---------- Source information

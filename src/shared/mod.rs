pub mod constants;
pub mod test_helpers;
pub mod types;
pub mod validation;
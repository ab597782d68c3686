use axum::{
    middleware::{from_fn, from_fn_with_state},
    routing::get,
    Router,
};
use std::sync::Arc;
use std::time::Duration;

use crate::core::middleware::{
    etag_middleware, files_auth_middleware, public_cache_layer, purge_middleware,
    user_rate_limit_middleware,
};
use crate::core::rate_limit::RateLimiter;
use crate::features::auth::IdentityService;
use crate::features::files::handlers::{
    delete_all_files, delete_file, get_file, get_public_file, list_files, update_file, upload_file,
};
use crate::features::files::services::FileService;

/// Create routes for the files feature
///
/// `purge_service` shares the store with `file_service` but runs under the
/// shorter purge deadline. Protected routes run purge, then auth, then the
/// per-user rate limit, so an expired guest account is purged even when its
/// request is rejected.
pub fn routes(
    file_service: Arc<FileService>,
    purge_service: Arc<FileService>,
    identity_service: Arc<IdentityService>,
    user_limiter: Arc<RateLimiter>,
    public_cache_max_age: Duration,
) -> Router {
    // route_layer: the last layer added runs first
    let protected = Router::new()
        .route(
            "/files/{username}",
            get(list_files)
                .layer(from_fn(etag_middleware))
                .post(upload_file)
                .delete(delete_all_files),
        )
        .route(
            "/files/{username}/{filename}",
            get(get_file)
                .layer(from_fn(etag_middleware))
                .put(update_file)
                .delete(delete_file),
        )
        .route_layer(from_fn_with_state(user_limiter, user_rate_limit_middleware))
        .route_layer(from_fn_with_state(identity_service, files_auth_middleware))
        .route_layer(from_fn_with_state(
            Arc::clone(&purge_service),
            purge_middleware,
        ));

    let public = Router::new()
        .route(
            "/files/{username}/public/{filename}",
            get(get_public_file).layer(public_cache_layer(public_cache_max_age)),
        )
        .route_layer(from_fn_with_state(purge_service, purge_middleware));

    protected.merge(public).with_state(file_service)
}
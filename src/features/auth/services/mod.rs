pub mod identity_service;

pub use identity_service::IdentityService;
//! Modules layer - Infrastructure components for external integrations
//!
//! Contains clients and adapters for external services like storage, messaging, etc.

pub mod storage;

--------------------

Your goal:
Transcribe the data above so that every line matches exactly.

Solution for this task:
filename src/shared/mod.rs
pub mod constants;
pub mod test_helpers;
pub mod types;
pub mod validation;
repository ab597782d68c3686
use axum::{
    middleware::{from_fn, from_fn_with_state},
    routing::get,
    Router,
};
use std::sync::Arc;
use std::time::Duration;

use crate::core::middleware::{
    etag_middleware, files_auth_middleware, public_cache_layer, purge_middleware,
    user_rate_limit_middleware,
};
use crate::core::rate_limit::RateLimiter;
use crate::features::auth::IdentityService;
use crate::features::files::handlers::{
    delete_all_files, delete_file, get_file, get_public_file, list_files, update_file, upload_file,
};
use crate::features::files::services::FileService;

/// Create routes for the files feature
///
/// `purge_service` shares the store with `file_service` but runs under the
/// shorter purge deadline. Protected routes run purge, then auth, then the
/// per-user rate limit, so an expired guest account is purged even when its
/// request is rejected.
pub fn routes(
    file_service: Arc<FileService>,
    purge_service: Arc<FileService>,
    identity_service: Arc<IdentityService>,
    user_limiter: Arc<RateLimiter>,
    public_cache_max_age: Duration,
) -> Router {
    // route_layer: the last layer added runs first
    let protected = Router::new()
        .route(
            "/files/{username}",
            get(list_files)
                .layer(from_fn(etag_middleware))
                .post(upload_file)
                .delete(delete_all_files),
        )
        .route(
            "/files/{username}/{filename}",
            get(get_file)
                .layer(from_fn(etag_middleware))
                .put(update_file)
                .delete(delete_file),
        )
        .route_layer(from_fn_with_state(user_limiter, user_rate_limit_middleware))
        .route_layer(from_fn_with_state(identity_service, files_auth_middleware))
        .route_layer(from_fn_with_state(
            Arc::clone(&purge_service),
            purge_middleware,
        ));

    let public = Router::new()
        .route(
            "/files/{username}/public/{filename}",
            get(get_public_file).layer(public_cache_layer(public_cache_max_age)),
        )
        .route_layer(from_fn_with_state(purge_service, purge_middleware));

    protected.merge(public).with_state(file_service)
}
filename src/features/auth/services/mod.rs
pub mod identity_service;

pub use identity_service::IdentityService;
//! Modules layer - Infrastructure components for external integrations
//!
//! Contains clients and adapters for external services like storage, messaging, etc.

pub mod storage;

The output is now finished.